Share via


SharePoint 2013: Case Study on Optimizing the Search Crawl Interval


Introduction

This posting captures the steps performed with regard to optimizing the search crawl interval for a small production SharePoint 2013 farm. Content size included approximately 100,000 items in two content databases, totaling approximately 60 GB. The customer farm was approximately 320 users, of which about 30% engaged the farm on any given workday. Working hours were from 7 AM to 7 PM.  Query usage was minimal. However, a number of new search-driven web parts had been implemented and other, content query web parts were being migrated to search-driven implementations. The move to search-driven web parts was precipitated by an earlier upgrade to SharePoint 2013.

Originally, a crawl interval of 2 hours had been adequate. However, after the migration to 2013, the customer-implemented search-driven web parts required a more a current index. Before implementing a shorter crawl interval, the relative impacts of decreasing the crawl interval and even using the continuous crawl interval, were explored so as to identify what the best crawl interval in fact was.

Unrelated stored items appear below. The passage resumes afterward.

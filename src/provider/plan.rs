use serde::{Deserialize, Serialize};
use serde_json::Value;

use crate::{
    diag::Diagnostics,
    error::ProviderError,
    op::ProviderOp,
    resource::{Resource, decode, encode},
    util::{diff_ron_values, mask_sensitive},
};

#[derive(Debug, Clone, Copy, PartialEq, Eq, Serialize, Deserialize)]
#[serde(rename_all = "snake_case")]
pub enum PlanAction {
    NoOp,
    Create,
    Update,
    Replace,
    Delete,
}

#[derive(Debug, Clone, PartialEq, Serialize, Deserialize)]
pub struct PlanResponse {
    pub planned_state: Option<Value>,
    pub action: PlanAction,
    #[serde(default)]
    pub requires_replace: Vec<String>,
    /// The planned [`ProviderOp`], RON-encoded, to hand back on apply.
    pub planned_private: String,
    #[serde(default, skip_serializing_if = "Option::is_none")]
    pub message: Option<String>,
}

impl PlanResponse {
    fn new(planned_state: Option<Value>, action: PlanAction, op: ProviderOp, message: Option<String>) -> anyhow::Result<Self> {
        let requires_replace = match &op {
            ProviderOp::Replace { attributes } => attributes.clone(),
            _ => Vec::new(),
        };
        Ok(PlanResponse {
            planned_state,
            action,
            requires_replace,
            planned_private: op.to_string()?,
            message,
        })
    }
}

fn fail_on_errors(type_name: &str, diags: Diagnostics) -> anyhow::Result<()> {
    if let Some(first) = diags.iter().find(|d| d.severity == crate::diag::Severity::Error) {
        return Err(ProviderError::Validation {
            attribute: first.attribute.clone().unwrap_or_else(|| type_name.to_string()),
            message: if first.detail.is_empty() {
                first.summary.clone()
            } else {
                first.detail.clone()
            },
        }
        .into());
    }
    Ok(())
}

/// Computes the change between prior state and the proposed new state.
///
/// Computed attributes the proposal leaves null keep their prior value, so only
/// attributes the user actually changed show up in the plan.
pub fn plan_change<R: Resource>(resource: &R, prior: Option<Value>, proposed: Option<Value>) -> anyhow::Result<PlanResponse> {
    let schema = resource.schema();
    let prior = prior.filter(|v| !v.is_null());
    let proposed = proposed.filter(|v| !v.is_null());

    match (prior, proposed) {
        (None, None) => PlanResponse::new(None, PlanAction::NoOp, ProviderOp::NoOp, None),
        (Some(_), None) => PlanResponse::new(
            None,
            PlanAction::Delete,
            ProviderOp::Delete,
            Some(format!("Delete {}", R::TYPE_NAME)),
        ),
        (None, Some(mut proposed)) => {
            schema.apply_defaults(&mut proposed);
            fail_on_errors(R::TYPE_NAME, schema.validate_state(&proposed))?;

            let mut planned: R::Model = decode(R::TYPE_NAME, proposed)?;
            let mut diags = Diagnostics::new();
            resource.validate(&planned, &mut diags);
            fail_on_errors(R::TYPE_NAME, diags)?;
            resource.modify_plan(None, &mut planned);

            PlanResponse::new(
                Some(encode(&planned)?),
                PlanAction::Create,
                ProviderOp::Create,
                Some(format!("Create {}", R::TYPE_NAME)),
            )
        }
        (Some(prior), Some(mut proposed)) => {
            schema.apply_defaults(&mut proposed);

            if let (Some(proposed_obj), Some(prior_obj)) = (proposed.as_object_mut(), prior.as_object()) {
                for name in schema.computed_attributes() {
                    let slot = proposed_obj.entry(name.to_string()).or_insert(Value::Null);
                    if slot.is_null() {
                        if let Some(old) = prior_obj.get(name) {
                            *slot = old.clone();
                        }
                    }
                }
            }
            fail_on_errors(R::TYPE_NAME, schema.validate_state(&proposed))?;

            let prior_model: R::Model = decode(R::TYPE_NAME, prior)?;
            let mut planned: R::Model = decode(R::TYPE_NAME, proposed)?;
            let mut diags = Diagnostics::new();
            resource.validate(&planned, &mut diags);
            fail_on_errors(R::TYPE_NAME, diags)?;
            resource.modify_plan(Some(&prior_model), &mut planned);

            let prior_value = encode(&prior_model)?;
            let planned_value = encode(&planned)?;

            let changed: Vec<String> = schema
                .attributes
                .keys()
                .filter(|name| prior_value.get(name.as_str()) != planned_value.get(name.as_str()))
                .cloned()
                .collect();

            if changed.is_empty() {
                return PlanResponse::new(Some(planned_value), PlanAction::NoOp, ProviderOp::NoOp, None);
            }

            let diff = diff_ron_values(
                &mask_sensitive(&schema, &prior_value),
                &mask_sensitive(&schema, &planned_value),
            )
            .unwrap_or_default();

            let replace: Vec<String> = changed.iter().filter(|name| schema.requires_replace(name)).cloned().collect();

            if replace.is_empty() {
                PlanResponse::new(
                    Some(planned_value),
                    PlanAction::Update,
                    ProviderOp::Update { changed },
                    Some(format!("Update {}\n{}", R::TYPE_NAME, diff)),
                )
            } else {
                let message = format!(
                    "Replace {} (forced by {})\n{}",
                    R::TYPE_NAME,
                    replace.join(", "),
                    diff
                );
                PlanResponse::new(
                    Some(planned_value),
                    PlanAction::Replace,
                    ProviderOp::Replace { attributes: replace },
                    Some(message),
                )
            }
        }
    }
}
use serde_json::Value;

use crate::{GitHubProvider, diag::Diagnostics, op::ProviderOp, provider::Response};

impl GitHubProvider {
    pub async fn apply_resource_change(
        &self,
        type_name: &str,
        prior_state: Option<Value>,
        planned_state: Option<Value>,
        planned_private: Option<String>,
    ) -> Response<Value> {
        let res: anyhow::Result<Option<Value>> = async {
            let resource = self.resource(type_name)?;
            let data = self.data().await?;
            let op = match planned_private.as_deref().filter(|s| !s.is_empty()) {
                Some(private) => ProviderOp::from_str(private)?,
                None => ProviderOp::infer(
                    prior_state.as_ref().is_some_and(|v| !v.is_null()),
                    planned_state.as_ref().is_some_and(|v| !v.is_null()),
                ),
            };
            resource.apply(&data, prior_state, planned_state, op).await
        }
        .await;

        Response::from_result(res, format!("Failed to apply {type_name}"))
    }

    /// Refreshes state. A `None` result means the object is gone and should be dropped.
    pub async fn read_resource(&self, type_name: &str, current_state: Value) -> Response<Value> {
        let res: anyhow::Result<Option<Value>> = async {
            let resource = self.resource(type_name)?;
            let data = self.data().await?;
            resource.read(&data, current_state).await
        }
        .await;

        Response::from_result(res, format!("Failed to read {type_name}"))
    }

    pub async fn import_resource_state(&self, type_name: &str, id: &str) -> Response<Value> {
        let res: anyhow::Result<Option<Value>> = async {
            let resource = self.resource(type_name)?;
            let data = self.data().await?;
            resource.import(&data, id).await.map(Some)
        }
        .await;

        Response::from_result(res, format!("Failed to import {type_name} {id:?}"))
    }

    pub async fn read_data_source(&self, type_name: &str, config: Value) -> Response<Value> {
        let res: anyhow::Result<Result<Option<Value>, Diagnostics>> = async {
            let data_source = self.data_source(type_name)?;
            let diags = data_source.validate_config(&config);
            if diags.has_error() {
                return Ok(Err(diags));
            }
            let data = self.data().await?;
            data_source.read(&data, config).await.map(|v| Ok(Some(v)))
        }
        .await;

        match res {
            Ok(Err(diags)) => Response::failed(diags),
            Ok(Ok(value)) => Response::ok(value),
            Err(e) => Response::from_result(Err(e), format!("Failed to read data source {type_name}")),
        }
    }
}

Much more data was collected then is presented here, which presents just the most salient charts and data that were collected. The study found that a crawl interval of 30 minutes was optimal for the customer content. Further decreases in the crawl interval did not yield any significant gains in crawl freshness - neither did the use of continuous crawling, which was an unexpected result.

Method

Two tools were used to obtain the data for this analysis, SharePoint Search Crawl Health Reports and Windows Server Performance Monitor.

Data

The first step in this study was to obtain relevant baseline configuration data and performance data associated with the existing crawl intervals. Baseline configuration data was for a single local content source.

Baseline Configuration

Search Component Topology

Server Name Admin Crawler Content Processing Analytics Processing Query Processing Index Partition
APP1    
WFE1        
WFE2        

Crawling Intervals

Type Schedule
Full 10 PM Sundays
Incremental 7 AM - 7 PM, every two hours, Monday - Friday

Baseline Performance

One Day Crawl History

Category Chart Comment
CPU and Memory

This chart shows the impact of crawling on CPU and memory usage, over the typical workday, from 7 AM to 7 PM.  The spikes in the brown line are the semi-hourly (every 2 hour) incremental crawls. Memory usage averaged 50%. The memory allocation shown here is not solely for crawl but for all services.  The dip in the green line is the daily SharePoint Timer reset.
Processes
MSSDmn is the daemon process that loads the required protocol handler needed for connecting to, fetching the content and then passing it to MSSearch process for further processing.  MSSearch is the the search engine process. NodeRunner is the process handling crawled items.
Percentage CPU Usage

Note the one-to-one correspondence between NodeRunner memory usage in the above graph with CPU usage in this one.

Analysis: these one-day charts represent that typical usage for M-F workdays that was observed.

Crawl History Over 8 Days

Category Chart Comment
CPU and Memory

These 8-day charts present fairly consistent CPU and memory impacts of crawl component.
Processes
Not sure what the generally increasing nodeRunner resource usage is due to.
Percentage CPU Usage

CPU usage frequently peaks at 60% for full crawls. Incremental crawl peaks are peaking at 30%.

Analysis: these results demonstrated to me that application server load was well within acceptable limits, and that these results were consistent.

Performance Testing

60 Minute Incremental Crawls

In this test, the incremental crawl interval was changed to 1-hour, and then this change in crawl interval was monitored over a workday period and then for a one week period.

Category Chart Comment
Processes

Resource usage by Search processes over a typical workday period (7-7) remain consistent with baseline.
Percentage CPU Usage

Workday period percentage CPU usage peaks seem elevated a bit but still generally generally consistent with baseline.
Percentage CPU Usage

Looking at this over a full week, percentage CPU usage peaking is definitely elevated a bit, but not significantly.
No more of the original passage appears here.